Despite this, some around the table put reasons forward why the US and Europe should continue to care: narcotics production, transhipment, money laundering and associated crime; the fear of a flood of economic refugees created by economic collapse in one or more Caribbean nations; Cuba; commercial interest; and votes in the UN. But all were quickly discounted as not providing Washington or Brussels with incentive enough to develop a long-term consistent policy towards the region.

It was pointed out that narcotics-related activity created genuine concern, but not enough to drive overall policy. The consequences of the switch from bananas to ganja in certain Eastern Caribbean islands may alarm those whose job it was to interdict crime, but it had done nothing to help resolve the banana war. It did not drive policy. Instead, US agencies were left to deal piecemeal with the negative effect of US trade negotiators' insistence on compliance with World Trade Organisation rules. Until an island's government was controlled by narco-terrorists or became a centre for international crime in a way that materially affected the national interests of either the US or EU, it was felt that super power reaction would be sporadic and measured.

Economic refugees, some suggested, posed a more potent threat. But Europe was too remote to have its policy driven by an uncontrollable exodus of Caribbean citizens fleeing economic or political breakdown. Even the US may not be that concerned.
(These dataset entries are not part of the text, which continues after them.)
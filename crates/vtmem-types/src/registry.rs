use crate::{
    definition::{FieldSpec, TypeDefinition},
    descriptor::{FieldDescriptor, FieldType, TypeDescriptor, TypeKind},
    error::TypeResolutionError,
};
use dashmap::DashMap;
use tracing::{debug, trace};
use vtmem_utils::{
    sync::{Arc, RwLock},
    FieldIndex, TypeId,
};

/// Registry of every type known to a runtime.
///
/// Types are defined once and resolved by name or id afterwards. Defining the
/// same shape twice returns the original descriptor; resolution is safe from
/// any number of threads.
#[derive(Debug, Default)]
pub struct TypeRegistry {
    by_name: DashMap<String, TypeId>,
    types: RwLock<Vec<Arc<TypeDescriptor>>>,
}

fn slot(id: TypeId) -> usize {
    (id.0 as usize).wrapping_sub(1)
}

impl TypeRegistry {
    pub fn new() -> Self {
        Self::default()
    }

    pub fn len(&self) -> usize {
        self.types.read().len()
    }

    pub fn is_empty(&self) -> bool {
        self.len() == 0
    }

    pub fn define(&self, def: TypeDefinition) -> Result<Arc<TypeDescriptor>, TypeResolutionError> {
        let mut types = self.types.write();
        let existing = self.by_name.get(&def.name).map(|e| *e.value());
        let id = existing.unwrap_or(TypeId(types.len() as u32 + 1));

        let fields = self.resolve_fields(&def, id, &types)?;
        let kind = if def.is_value {
            TypeKind::Value
        } else {
            TypeKind::Identity
        };

        if let Some(id) = existing {
            let current = &types[slot(id)];
            if current.kind == kind
                && current.fields == fields
                && current.implicit_default == def.implicit_default
            {
                trace!("type {} already defined as {}", def.name, id);
                return Ok(Arc::clone(current));
            }
            return Err(TypeResolutionError::DuplicateType(def.name));
        }

        let lookup = |target: TypeId| types.get(slot(target));
        let flattenable = def.is_value
            && fields.iter().all(|f| match f.field_type {
                FieldType::Primitive(_) => true,
                FieldType::Reference(target) => {
                    f.null_restricted
                        && target != id
                        && lookup(target).is_some_and(|t| t.is_value_type() && t.flattenable)
                }
            });
        let zero_sized = flattenable
            && fields.iter().all(|f| match f.field_type {
                FieldType::Primitive(_) => false,
                FieldType::Reference(target) => lookup(target).is_some_and(|t| t.zero_sized),
            });

        let descriptor = Arc::new(TypeDescriptor::new(
            id,
            def.name.clone(),
            kind,
            fields,
            flattenable,
            zero_sized,
            def.is_value && def.implicit_default,
        ));
        debug!(
            "defined {} {} (flattenable: {}, zero-sized: {})",
            id, def.name, flattenable, zero_sized
        );
        types.push(Arc::clone(&descriptor));
        self.by_name.insert(def.name, id);
        Ok(descriptor)
    }

    fn resolve_fields(
        &self,
        def: &TypeDefinition,
        id: TypeId,
        types: &[Arc<TypeDescriptor>],
    ) -> Result<Vec<FieldDescriptor>, TypeResolutionError> {
        def.fields
            .iter()
            .enumerate()
            .map(|(index, field)| {
                let (field_type, null_restricted) = match &field.spec {
                    FieldSpec::Primitive(p) => (FieldType::Primitive(*p), true),
                    FieldSpec::Reference {
                        type_name,
                        null_restricted,
                    } => {
                        let target = if *type_name == def.name {
                            id
                        } else {
                            self.by_name
                                .get(type_name)
                                .map(|e| *e.value())
                                .filter(|t| slot(*t) < types.len())
                                .ok_or_else(|| TypeResolutionError::UnresolvedFieldType {
                                    field: format!("{}.{}", def.name, field.name),
                                    target: type_name.clone(),
                                })?
                        };
                        (FieldType::Reference(target), *null_restricted)
                    }
                };
                Ok(FieldDescriptor {
                    owner: id,
                    name: field.name.clone(),
                    index: FieldIndex(index),
                    field_type,
                    null_restricted,
                })
            })
            .collect()
    }

    /// The array type `element[]`, or `element![]` when `null_restricted`.
    pub fn array_of(
        &self,
        element: TypeId,
        null_restricted: bool,
    ) -> Result<Arc<TypeDescriptor>, TypeResolutionError> {
        let element_type = self.get(element)?;
        if null_restricted && !element_type.is_value_type() {
            return Err(TypeResolutionError::InvalidArrayElement(
                element_type.name.clone(),
            ));
        }
        let name = format!(
            "{}{}[]",
            element_type.name,
            if null_restricted { "!" } else { "" }
        );

        let mut types = self.types.write();
        if let Some(id) = self.by_name.get(&name).map(|e| *e.value()) {
            return types
                .get(slot(id))
                .cloned()
                .ok_or(TypeResolutionError::InvalidHandle(id.0));
        }

        let id = TypeId(types.len() as u32 + 1);
        let descriptor = Arc::new(TypeDescriptor::new(
            id,
            name.clone(),
            TypeKind::Array {
                element,
                null_restricted,
            },
            vec![],
            false,
            false,
            false,
        ));
        debug!("defined {} {}", id, name);
        types.push(Arc::clone(&descriptor));
        self.by_name.insert(name, id);
        Ok(descriptor)
    }

    pub fn get(&self, id: TypeId) -> Result<Arc<TypeDescriptor>, TypeResolutionError> {
        self.types
            .read()
            .get(slot(id))
            .cloned()
            .ok_or(TypeResolutionError::InvalidHandle(id.0))
    }

    pub fn resolve(&self, name: &str) -> Result<Arc<TypeDescriptor>, TypeResolutionError> {
        // Copy the id out so the map guard is released before the table lock is taken.
        let id = self
            .by_name
            .get(name)
            .map(|e| *e.value())
            .ok_or_else(|| TypeResolutionError::TypeNotFound(name.to_string()))?;
        self.get(id)
    }

    pub fn field<'a>(
        &self,
        owner: &'a TypeDescriptor,
        name: &str,
    ) -> Result<&'a FieldDescriptor, TypeResolutionError> {
        owner
            .field(name)
            .ok_or_else(|| TypeResolutionError::FieldNotFound {
                owner: owner.name.clone(),
                name: name.to_string(),
            })
    }

    /// Snapshot of every registered type, in definition order.
    pub fn types(&self) -> Vec<Arc<TypeDescriptor>> {
        self.types.read().clone()
    }
}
In the case of Cuba, the US had established systems through government-to-government agreements that allowed for the return of economic refugees. Moreover, the absence of land borders with the US made the danger of the arrival of large numbers of Caribbean citizens remote.

Then the Caribbean should play the Cuba card, it was suggested. The region should seek to intensify its relationship with Havana in order to create concern in Washington. The guests' reaction was negative. While Cuba itself continued to exercise US policy makers and provided spice in the life of European Ministers involved with the region, it was no longer the issue it was. Cuba was seeking a positive trade and economic relationship with its neighbours, in part to find a way to maintain its political system while integrating its economy with others in the region. It posed no security threat in its relations with the Caribbean. Cuba was seen in Washington as an issue to be resolved in isolation from the region.
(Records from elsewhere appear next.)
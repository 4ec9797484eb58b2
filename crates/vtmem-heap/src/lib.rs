//! # vtmem-heap
//!
//! Live objects laid out by a [`LayoutEngine`](vtmem_layout::LayoutEngine)
//! and the offset-based [`UnsafeAccess`] API over them.
//!
//! Objects are handles into a non-collecting [`Heap`]. Reference slots hold
//! handle ids; flattened fields hold the payload bytes of a value type inline.
pub mod access;
pub mod error;
pub mod heap;
mod location;
pub mod object;
pub mod unsafe_ops;

pub use access::RawMemoryAccess;
pub use error::AccessError;
pub use heap::Heap;
pub use object::{FieldValue, HeapObject, ObjectRef, PrimitiveValue};
pub use unsafe_ops::{CasOutcome, CasShape, UnsafeAccess};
Moreover, the dinner guests felt the moment that any change took place in the Cuba/US relationship, Cuba would become yesterday's news and the rest of the region would become of even less interest.

Everyone agreed that US and EU policy towards the Caribbean was inconsistent, short-term and designed to secure trade advantage or deal quickly with any security threat. It was also a part of a long term exit strategy from the region that related to globalisation. As far as the US and EU were concerned economic integration would be completed by 2020 for the Caribbean, in the context of the FTAA and whatever relationship is established with Europe in the 15 years after 2004.

The dinner guests concluded that the answer therefore had to lie in the Caribbean itself. No one would take the region seriously or work with it in future unless it was unified, had coherent policies and was engaged in a co-ordinated way in putting forward clear ideas that would ensure economic tradition within a sensible time scale.

As this column is being written, Caribbean Heads of Government are preparing for the 20th Caricom Heads of Government meeting. Each year its agenda becomes longer and the number of external parties seeking access ever more extraordinary. In many senses the idea of the annual summit is a questionable concept when it comes to delivery. Ideas and consensus mean nothing in isolation from action. While there has been gradual change in the thinking of Caribbean Heads there has so far been no renaissance in the Caribbean's structures. The region still relies on old models such as a non-executive Caricom and on an unreconstructed Caribbean Development Bank to try to deliver newer solutions in a totally changed global environment.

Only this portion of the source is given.